The first solo exhibition of Tamás Domonkos Németh, entitled Path Theory, provides an insight into the artist’s ongoing work on the theme of nature hiking. In the person and function of the tourist, many important issues of the relationship between man and nature can be traced, such as the separation of the city, cultural landscape and nature, or the aestheticizing gaze on nature, which shapes the landscape. Through all this, nature itself is revealed as a social construction.
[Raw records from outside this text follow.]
//! Global resources for the bowling game.

use bevy::prelude::*;
use serde::{Deserialize, Serialize};

use crate::types::{InputScheme, RoundOutcome, ThrowPhase, VrCapability};

/// Tunable constants of the lane, the bodies and the game loop.
///
/// Every literal the game uses lives here so a host can override them
/// (the type is serde-compatible for loading from a settings file).
///
/// # Example
/// ```
/// use bevy_bowling::resources::BowlingConfig;
///
/// let config = BowlingConfig {
///     rounds_max: 10,
///     ..Default::default()
/// };
/// assert_eq!(config.pin_count(), 10);
/// ```
#[derive(Resource, Reflect, Clone, Debug, Serialize, Deserialize)]
#[reflect(Resource)]
pub struct BowlingConfig {
    /// Which input adapter drives the ball
    pub input_scheme: InputScheme,
    /// Rounds per game before the counters wrap
    pub rounds_max: u32,

    /// Ball sphere radius (m)
    pub ball_radius: f32,
    /// Ball mass (kg)
    pub ball_mass: f32,
    /// Ball linear damping
    pub ball_linear_damping: f32,
    /// Ball spawn Z before the per-level offset
    pub ball_base_z: f32,

    /// Camera eye height (m)
    pub camera_height: f32,
    /// Camera Z before the per-level offset
    pub camera_base_z: f32,
    /// Extra lane length added per level, for both ball and camera
    pub level_step: f32,

    /// Pin height (m)
    pub pin_height: f32,
    /// Pin top radius (m)
    pub pin_top_radius: f32,
    /// Pin bottom radius (m)
    pub pin_bottom_radius: f32,
    /// Pin mass (kg)
    pub pin_mass: f32,
    pub pin_friction: f32,
    pub pin_restitution: f32,

    /// Rows in the triangular rack
    pub rack_rows: usize,
    /// Spacing between pins and between rows
    pub rack_spacing: f32,
    /// Z of the head pin on a flat screen
    pub rack_front_z: f32,
    /// Z of the head pin in VR
    pub rack_front_z_vr: f32,

    /// Ball Z past which a throw is over
    pub far_boundary_z: f32,
    /// Ball speed under which a throw is over (m/s)
    pub settle_speed: f32,
    /// Delay between settle detection and pin counting (s)
    pub settle_delay: f32,
    /// Up-axis dot product under which a pin is fallen
    pub fallen_threshold: f32,

    /// Pointer pixels to metres while aiming
    pub aim_scale: f32,
    /// Pointer pixels to m/s on release
    pub throw_scale: f32,
    /// Controller displacement to m/s on release
    pub vr_throw_scale: f32,
    /// Whether VR throws run through the round state machine
    pub score_vr_throws: bool,

    /// How long a toast stays fully visible (s)
    pub message_hold: f32,
    /// Duration of the toast fade-out (s)
    pub message_fade: f32,

    /// Stick deflection ignored when steering gamepad controllers
    pub gamepad_deadzone: f32,
    /// Gamepad controller travel at full stick deflection (m/s)
    pub gamepad_reach_speed: f32,

    /// Draw settle boundary and pin axes
    pub debug_draw: bool,
}

impl Default for BowlingConfig {
    fn default() -> Self {
        Self {
            input_scheme: InputScheme::Desktop,
            rounds_max: 5,
            ball_radius: 0.15,
            ball_mass: 1.0,
            ball_linear_damping: 0.31,
            ball_base_z: 2.0,
            camera_height: 1.6,
            camera_base_z: 5.0,
            level_step: 1.5,
            pin_height: 0.4,
            pin_top_radius: 0.08,
            pin_bottom_radius: 0.1,
            pin_mass: 0.3,
            pin_friction: 0.5,
            pin_restitution: 0.2,
            rack_rows: 4,
            rack_spacing: 0.5,
            rack_front_z: -5.0,
            rack_front_z_vr: -4.5,
            far_boundary_z: -7.0,
            settle_speed: 0.05,
            settle_delay: 2.5,
            fallen_threshold: 0.7,
            aim_scale: 0.01,
            throw_scale: 0.4,
            vr_throw_scale: 10.0,
            score_vr_throws: true,
            message_hold: 1.5,
            message_fade: 0.3,
            gamepad_deadzone: 0.15,
            gamepad_reach_speed: 1.5,
            debug_draw: false,
        }
    }
}

impl BowlingConfig {
    /// Configuration for the tracked-controller variant.
    pub fn vr() -> Self {
        Self {
            input_scheme: InputScheme::Vr,
            ..Default::default()
        }
    }

    /// Number of pins in a full rack (triangular number of `rack_rows`).
    pub fn pin_count(&self) -> usize {
        self.rack_rows * (self.rack_rows + 1) / 2
    }

    /// Z of the head pin for the configured input scheme.
    pub fn rack_front(&self) -> f32 {
        match self.input_scheme {
            InputScheme::Desktop => self.rack_front_z,
            InputScheme::Vr => self.rack_front_z_vr,
        }
    }

    /// Ball position for the opening throw of a session.
    ///
    /// The level offset only applies from the first reset on.
    pub fn opening_ball_spawn(&self) -> Vec3 {
        self.ball_spawn(0)
    }

    /// Camera position for the opening throw of a session.
    pub fn opening_camera_position(&self) -> Vec3 {
        self.camera_position(0)
    }

    /// Ball spawn point after a reset at the given level.
    pub fn ball_spawn(&self, level: u32) -> Vec3 {
        Vec3::new(
            0.0,
            self.ball_radius,
            self.ball_base_z + level as f32 * self.level_step,
        )
    }

    /// Camera position for the given level (flat-screen only).
    pub fn camera_position(&self, level: u32) -> Vec3 {
        Vec3::new(
            0.0,
            self.camera_height,
            self.camera_base_z + level as f32 * self.level_step,
        )
    }

    /// Whether a release from the active input scheme starts a scored throw.
    pub fn scores_throws(&self) -> bool {
        match self.input_scheme {
            InputScheme::Desktop => true,
            InputScheme::Vr => self.score_vr_throws,
        }
    }
}

/// Image URLs for the lane textures.
///
/// `https://` paths go through Bevy's web asset source. A failed download
/// is reported by the asset server and the mesh keeps its base colour.
#[derive(Resource, Clone, Debug, Serialize, Deserialize)]
pub struct LaneTextures {
    pub background: String,
    pub floor: String,
    pub lane: String,
    pub ball: String,
    pub pin: String,
}

impl Default for LaneTextures {
    fn default() -> Self {
        const BASE: &str = "https://threejs.org/examples/textures";
        Self {
            background: format!("{BASE}/2294472375_24a3b8ef46_o.jpg"),
            floor: format!("{BASE}/terrain/grasslight-big.jpg"),
            lane: format!("{BASE}/hardwood2_diffuse.jpg"),
            ball: format!("{BASE}/metal.jpg"),
            pin: format!("{BASE}/brick_diffuse.jpg"),
        }
    }
}

/// Round and level counters plus the phase of the current throw.
///
/// Only the fixed-tick round systems and the input adapters touch this,
/// all from the main schedule, so no locking is involved. The `Settling`
/// phase keeps a second evaluation from being scheduled while one is
/// pending.
#[derive(Resource, Clone, Debug)]
pub struct BowlingGame {
    /// Current round, in `1..=rounds_max`
    pub round: u32,
    /// Current level, starting at 1
    pub level: u32,
    /// Rounds per game
    pub rounds_max: u32,
    /// Phase of the current throw
    pub phase: ThrowPhase,
}

impl FromWorld for BowlingGame {
    fn from_world(world: &mut World) -> Self {
        let rounds_max = world
            .get_resource::<BowlingConfig>()
            .map(|config| config.rounds_max)
            .unwrap_or_else(|| BowlingConfig::default().rounds_max);
        Self::new(rounds_max)
    }
}

impl BowlingGame {
    /// Fresh game at round 1, level 1.
    pub fn new(rounds_max: u32) -> Self {
        Self {
            round: 1,
            level: 1,
            rounds_max: rounds_max.max(1),
            phase: ThrowPhase::Idle,
        }
    }

    /// Apply a settle evaluation to the counters.
    ///
    /// The level goes up by one exactly when every pin fell. The round
    /// always advances; past `rounds_max` both counters go back to 1.
    ///
    /// # Arguments
    /// * `fallen` - Pins judged fallen on this throw
    /// * `pin_count` - Pins in a full rack
    ///
    /// # Example
    /// ```
    /// use bevy_bowling::resources::BowlingGame;
    ///
    /// let mut game = BowlingGame::new(5);
    /// let outcome = game.record_throw(10, 10);
    /// assert_eq!(outcome.level_reached, Some(2));
    /// assert_eq!(game.round, 2);
    /// ```
    pub fn record_throw(&mut self, fallen: usize, pin_count: usize) -> RoundOutcome {
        let level_reached = if pin_count > 0 && fallen == pin_count {
            self.level += 1;
            Some(self.level)
        } else {
            None
        };

        self.round += 1;
        let game_over = self.round > self.rounds_max;
        if game_over {
            self.round = 1;
            self.level = 1;
        }

        RoundOutcome {
            fallen,
            level_reached,
            game_over,
            round: self.round,
            level: self.level,
        }
    }

    /// HUD text for the current counters.
    pub fn hud_text(&self) -> String {
        format!(
            "Level: {}\nRound: {}/{}",
            self.level, self.round, self.rounds_max
        )
    }
}

/// Flat-screen aiming state.
///
/// Pressing captures the pointer and the ball position; moving slides the
/// ball on the X/Z plane; releasing turns the pointer displacement into a
/// horizontal launch velocity.
#[derive(Resource, Clone, Copy, Debug, Default, PartialEq)]
pub enum PointerDrag {
    #[default]
    Idle,
    Dragging {
        /// Pointer position at press (screen pixels, Y down)
        pointer_origin: Vec2,
        /// Ball position at press
        ball_origin: Vec3,
    },
}

impl PointerDrag {
    /// Start aiming from `pointer` with the ball at `ball`.
    pub fn press(&mut self, pointer: Vec2, ball: Vec3) {
        *self = Self::Dragging {
            pointer_origin: pointer,
            ball_origin: ball,
        };
    }

    /// Ball position for the pointer at `pointer`, or `None` when idle.
    ///
    /// Screen X maps to world X and screen Y (downwards) to world Z
    /// (towards the player). The ball height is left untouched.
    pub fn aim(&self, pointer: Vec2, scale: f32) -> Option<Vec3> {
        match *self {
            Self::Idle => None,
            Self::Dragging {
                pointer_origin,
                ball_origin,
            } => {
                let delta = (pointer - pointer_origin) * scale;
                Some(Vec3::new(
                    ball_origin.x + delta.x,
                    ball_origin.y,
                    ball_origin.z + delta.y,
                ))
            }
        }
    }

    /// Finish aiming and return the launch velocity, or `None` when idle.
    pub fn release(&mut self, pointer: Vec2, scale: f32) -> Option<Vec3> {
        let Self::Dragging { pointer_origin, .. } = std::mem::take(self) else {
            return None;
        };
        let delta = (pointer - pointer_origin) * scale;
        Some(Vec3::new(delta.x, 0.0, delta.y))
    }

    pub fn is_dragging(&self) -> bool {
        matches!(self, Self::Dragging { .. })
    }
}

/// Tracked-controller grab state.
///
/// Whichever controller last squeezed its trigger owns the ball.
#[derive(Resource, Clone, Copy, Debug, Default, PartialEq)]
pub enum ControllerGrab {
    #[default]
    Idle,
    Held {
        /// Controller holding the ball
        controller: Entity,
        /// Controller world position at grab time
        grab_position: Vec3,
    },
}

impl ControllerGrab {
    /// Take the ball with `controller`, overriding any previous grab.
    pub fn grab(&mut self, controller: Entity, position: Vec3) {
        *self = Self::Held {
            controller,
            grab_position: position,
        };
    }

    /// Controller currently holding the ball.
    pub fn holder(&self) -> Option<Entity> {
        match *self {
            Self::Idle => None,
            Self::Held { controller, .. } => Some(controller),
        }
    }

    /// Release the ball from `controller` at `position`.
    ///
    /// Returns the full 3D launch velocity. A release from a controller that
    /// is not holding the ball is ignored.
    pub fn release(&mut self, controller: Entity, position: Vec3, scale: f32) -> Option<Vec3> {
        match *self {
            Self::Held {
                controller: holder,
                grab_position,
            } if holder == controller => {
                *self = Self::Idle;
                Some((position - grab_position) * scale)
            }
            _ => None,
        }
    }
}

/// Latest known VR capability of the host.
#[derive(Resource, Clone, Copy, Debug, Default)]
pub struct VrSupport {
    pub capability: VrCapability,
}

#[cfg(test)]
mod tests {
    use super::*;

    #[test]
    fn test_lane_textures_load_over_https() {
        let textures = LaneTextures::default();
        for url in [
            &textures.background,
            &textures.floor,
            &textures.lane,
            &textures.ball,
            &textures.pin,
        ] {
            assert!(url.starts_with("https://"), "{url}");
            assert!(url.ends_with(".jpg"), "{url}");
        }
    }
}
We can turn with particular attention to tourist maps that function as interfaces to traditional tourist-nature, just as Németh’s masterpiece on the Rippl-Rónai Institute of Art and Design’s photography course deals with maps – since mapping is not simply the recording of information, but a gesture by which the map-maker interprets and organises the given territory according to his own criteria: preparing it for use and consumption. In addition to the thesis project using the damage of tourist maps as an imaging tool, the Foton Gallery also features works that hijack infrared trapping and generative artificial intelligence software, for example.
Can we return to a paradisiacal state of being on weekends, crossing the city boundary, if the original Garden of Eden was a walled, irrigated, cultivated area? Or should we settle for fresh air and a view of the city from the hillside Aussichtspunkt? The exhibition, which is not without a certain affectionate irony, also serves as a (brown forest) ground for asking these and similar questions.